I was declared bankrupt in 2004 and I thought that would be enough to quit drinking, bearing in mind I had spent approx 30k on booze and kebabs alone.
no it wasnt, i hit another rock bottom very soon when I stole wine from the stoor. it was shamefull, it turned me into the devil.
my sponcer has advised me to eat well as well. and be kind to myself. most alcoholics are sensitive to suger. and he advises multi vits that sort of thing, no more dohnuts for me !!
it tells you more about it in a book called 7 weeks to sobriety- obviously the No-1 book to read is the big book. I must add this- I got the daily reflections off ebay, a great little book to read each day. 30p off ebay. great stuff. (like new)
Well done mate, now keep us all smiling as the example of strength that you are. You've motivated me to abstain from my weekend binge this weekend, I'll let you know how I get on
Nice day today! I am going to go for a sauna and them perhaps a swim, it is a good and easy life to be sober you know. You no longer need to struggle, just give up and surrender.

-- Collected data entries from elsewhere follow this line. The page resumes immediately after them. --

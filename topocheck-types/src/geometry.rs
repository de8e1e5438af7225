use serde::{Deserialize, Serialize};

use crate::bounding_rect::BoundingBox;
use crate::contour::{Contour, LineString, Ring};
use crate::error::GeometryError;
use crate::polygon::{MultiPolygon, Polygon};
use crate::vec::Vector2d;

/// Any geometry a feature can carry.
#[derive(Debug, Clone, PartialEq, Serialize, Deserialize)]
#[serde(tag = "type", content = "coordinates")]
pub enum Geom {
    /// Single point.
    Point(Vector2d),
    /// Set of points.
    MultiPoint(Vec<Vector2d>),
    /// Open line.
    Line(LineString),
    /// Polygon.
    Polygon(Polygon),
    /// Set of polygons.
    MultiPolygon(MultiPolygon),
}

/// A contour of a geometry, borrowed.
#[derive(Debug, Clone, Copy)]
pub enum ContourRef<'a> {
    /// Polygon boundary loop.
    Ring(&'a Ring),
    /// Line geometry.
    Line(&'a LineString),
}

impl<'a> ContourRef<'a> {
    /// Number of points stored in the contour.
    pub fn len(&self) -> usize {
        match self {
            ContourRef::Ring(r) => r.len(),
            ContourRef::Line(l) => l.len(),
        }
    }

    /// Contour has no points.
    pub fn is_empty(&self) -> bool {
        self.len() == 0
    }

    /// Whether the contour is closed.
    pub fn is_closed(&self) -> bool {
        matches!(self, ContourRef::Ring(_))
    }

    /// Stored points.
    pub fn points(&self) -> &'a [Vector2d] {
        match self {
            ContourRef::Ring(r) => r.points(),
            ContourRef::Line(l) => l.points(),
        }
    }
}

impl Geom {
    /// Iterates over contours that have edges: all rings of areal geometries, or the line itself.
    ///
    /// Rings are enumerated exterior first, then holes, polygon by polygon.
    pub fn iter_contours(&self) -> Box<dyn Iterator<Item = ContourRef<'_>> + '_> {
        match self {
            Geom::Point(_) | Geom::MultiPoint(_) => Box::new(std::iter::empty()),
            Geom::Line(line) => Box::new(std::iter::once(ContourRef::Line(line))),
            Geom::Polygon(polygon) => Box::new(polygon.iter_rings().map(ContourRef::Ring)),
            Geom::MultiPolygon(multi) => Box::new(multi.iter_rings().map(ContourRef::Ring)),
        }
    }

    /// Iterates over every vertex of the geometry.
    pub fn iter_points(&self) -> Box<dyn Iterator<Item = &'_ Vector2d> + '_> {
        match self {
            Geom::Point(p) => Box::new(std::iter::once(p)),
            Geom::MultiPoint(points) => Box::new(points.iter()),
            _ => Box::new(self.iter_contours().flat_map(|c| c.points().iter())),
        }
    }

    /// Bounding box of all vertices.
    pub fn bounding_box(&self) -> Option<BoundingBox> {
        BoundingBox::from_points(self.iter_points())
    }

    /// The geometry covers an area.
    pub fn is_areal(&self) -> bool {
        matches!(self, Geom::Polygon(_) | Geom::MultiPolygon(_))
    }

    /// Areal geometries as a multipolygon, `None` for points and lines.
    pub fn as_area(&self) -> Option<MultiPolygon> {
        match self {
            Geom::Polygon(polygon) => Some(MultiPolygon::from(polygon.clone())),
            Geom::MultiPolygon(multi) => Some(multi.clone()),
            _ => None,
        }
    }

    /// Checks that the geometry can be evaluated at all.
    ///
    /// Rings need at least three distinct vertices, lines at least two, polygons a non-zero exterior area and
    /// multi-geometries at least one member.
    pub fn validate(&self) -> Result<(), GeometryError> {
        match self {
            Geom::Point(_) => Ok(()),
            Geom::MultiPoint(points) if points.is_empty() => Err(GeometryError::Empty),
            Geom::MultiPoint(_) => Ok(()),
            Geom::Line(line) => {
                let count = line.distinct_vertex_count();
                if count < 2 {
                    Err(GeometryError::TooFewVertices { ring: 0, count })
                } else {
                    Ok(())
                }
            }
            Geom::Polygon(polygon) => validate_polygon(polygon, 0),
            Geom::MultiPolygon(multi) if multi.is_empty() => Err(GeometryError::Empty),
            Geom::MultiPolygon(multi) => {
                let mut first_ring = 0;
                for polygon in multi.polygons() {
                    validate_polygon(polygon, first_ring)?;
                    first_ring += polygon.iter_rings().count() as u32;
                }
                Ok(())
            }
        }
    }
}

fn validate_polygon(polygon: &Polygon, first_ring: u32) -> Result<(), GeometryError> {
    for (index, ring) in polygon.iter_rings().enumerate() {
        let count = ring.distinct_vertex_count();
        if count < 3 {
            return Err(GeometryError::TooFewVertices {
                ring: first_ring + index as u32,
                count,
            });
        }
    }

    if polygon.exterior().area_signed() == 0.0 {
        return Err(GeometryError::ZeroArea);
    }

    Ok(())
}

impl From<Vector2d> for Geom {
    fn from(value: Vector2d) -> Self {
        Self::Point(value)
    }
}

impl From<LineString> for Geom {
    fn from(value: LineString) -> Self {
        Self::Line(value)
    }
}

impl From<Polygon> for Geom {
    fn from(value: Polygon) -> Self {
        Self::Polygon(value)
    }
}

impl From<MultiPolygon> for Geom {
    fn from(value: MultiPolygon) -> Self {
        Self::MultiPolygon(value)
    }
}

#[cfg(test)]
mod tests {
    use super::*;
    use assert_matches::assert_matches;

    fn v(x: f64, y: f64) -> Vector2d {
        Vector2d::new(x, y).expect("finite")
    }

    fn square() -> Polygon {
        Polygon::from(Ring::new(vec![
            v(0.0, 0.0),
            v(1.0, 0.0),
            v(1.0, 1.0),
            v(0.0, 1.0),
        ]))
    }

    #[test]
    fn validate() {
        assert!(Geom::from(square()).validate().is_ok());
        assert!(Geom::Point(v(1.0, 1.0)).validate().is_ok());
        assert!(Geom::from(LineString::new(vec![v(0.0, 0.0), v(1.0, 0.0)]))
            .validate()
            .is_ok());

        assert_matches!(
            Geom::from(LineString::new(vec![v(0.0, 0.0), v(0.0, 0.0)])).validate(),
            Err(GeometryError::TooFewVertices { ring: 0, count: 1 })
        );
        assert_matches!(
            Geom::MultiPoint(vec![]).validate(),
            Err(GeometryError::Empty)
        );
        assert_matches!(
            Geom::from(MultiPolygon::default()).validate(),
            Err(GeometryError::Empty)
        );
    }

    #[test]
    fn validate_polygon_rings() {
        let sliver = Polygon::from(Ring::new(vec![v(0.0, 0.0), v(1.0, 0.0), v(0.0, 0.0)]));
        assert_matches!(
            Geom::from(sliver).validate(),
            Err(GeometryError::TooFewVertices { ring: 0, count: 2 })
        );

        let flat = Polygon::from(Ring::new(vec![v(0.0, 0.0), v(1.0, 0.0), v(2.0, 0.0)]));
        assert_matches!(Geom::from(flat).validate(), Err(GeometryError::ZeroArea));

        let bad_hole = Polygon::new(
            square().exterior().clone(),
            vec![Ring::new(vec![v(0.2, 0.2), v(0.4, 0.4)])],
        );
        let multi = MultiPolygon::new(vec![square(), bad_hole]);
        assert_matches!(
            Geom::from(multi).validate(),
            Err(GeometryError::TooFewVertices { ring: 2, count: 2 })
        );
    }

    #[test]
    fn contours_and_points() {
        let polygon = Polygon::new(
            square().exterior().clone(),
            vec![Ring::new(vec![v(0.2, 0.2), v(0.4, 0.2), v(0.4, 0.4)])],
        );
        let geom = Geom::from(polygon);
        assert_eq!(geom.iter_contours().count(), 2);
        assert!(geom.iter_contours().all(|c| c.is_closed()));
        assert_eq!(geom.iter_points().count(), 7);
        assert_eq!(
            geom.bounding_box(),
            Some(BoundingBox::new(0.0, 0.0, 1.0, 1.0).expect("finite"))
        );
        assert!(geom.is_areal());
        assert!(geom.as_area().is_some());

        let point = Geom::Point(v(3.0, 4.0));
        assert_eq!(point.iter_contours().count(), 0);
        assert!(point.as_area().is_none());
    }
}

My dog was asleep on the leather sofa when I found him this morning, spoilt mut!!!
"If you build a solid foundation, you can build anything you like on top of it, anything."#
Hey!.. I like that! Makes alot of sense..
"What are your Interests Rob? what do you really like to do? what have you always wanted to do?"
Erm... Well i really wana get stuck into fishing.. .. Id like to be fishing at lakes and going down by the sea.. Id like to be abit fitter.. Id like to have clean and tidy uncluttered room. id like to have a clean and tidy car... and clean and tidy, unclutterd mind.. !.. Erm id like to get another job.. of some kinda..
Hmm a night of passion wouldnt go a miss.. but i think thats prob away away yet
Id like to get my money sorted and move my arse out of my parents house.. ffs almost 30 ya know!!
As for bigger ambitions.. i realy duno yet.. too early to say.. Hard to deal with todays shit let alone tomorrows.
Infact ill tell you what i really want.. and that is to actualy KNOW what i want to do... I NEVER HAVE DONE.. even before i started drinking.
Mmmm never had a sauna.. sounds nice..
"Well done mate, now keep us all smiling as the example of strength that you are. You've motivated me to abstain from my weekend binge this weekend, I'll let you know how I get on "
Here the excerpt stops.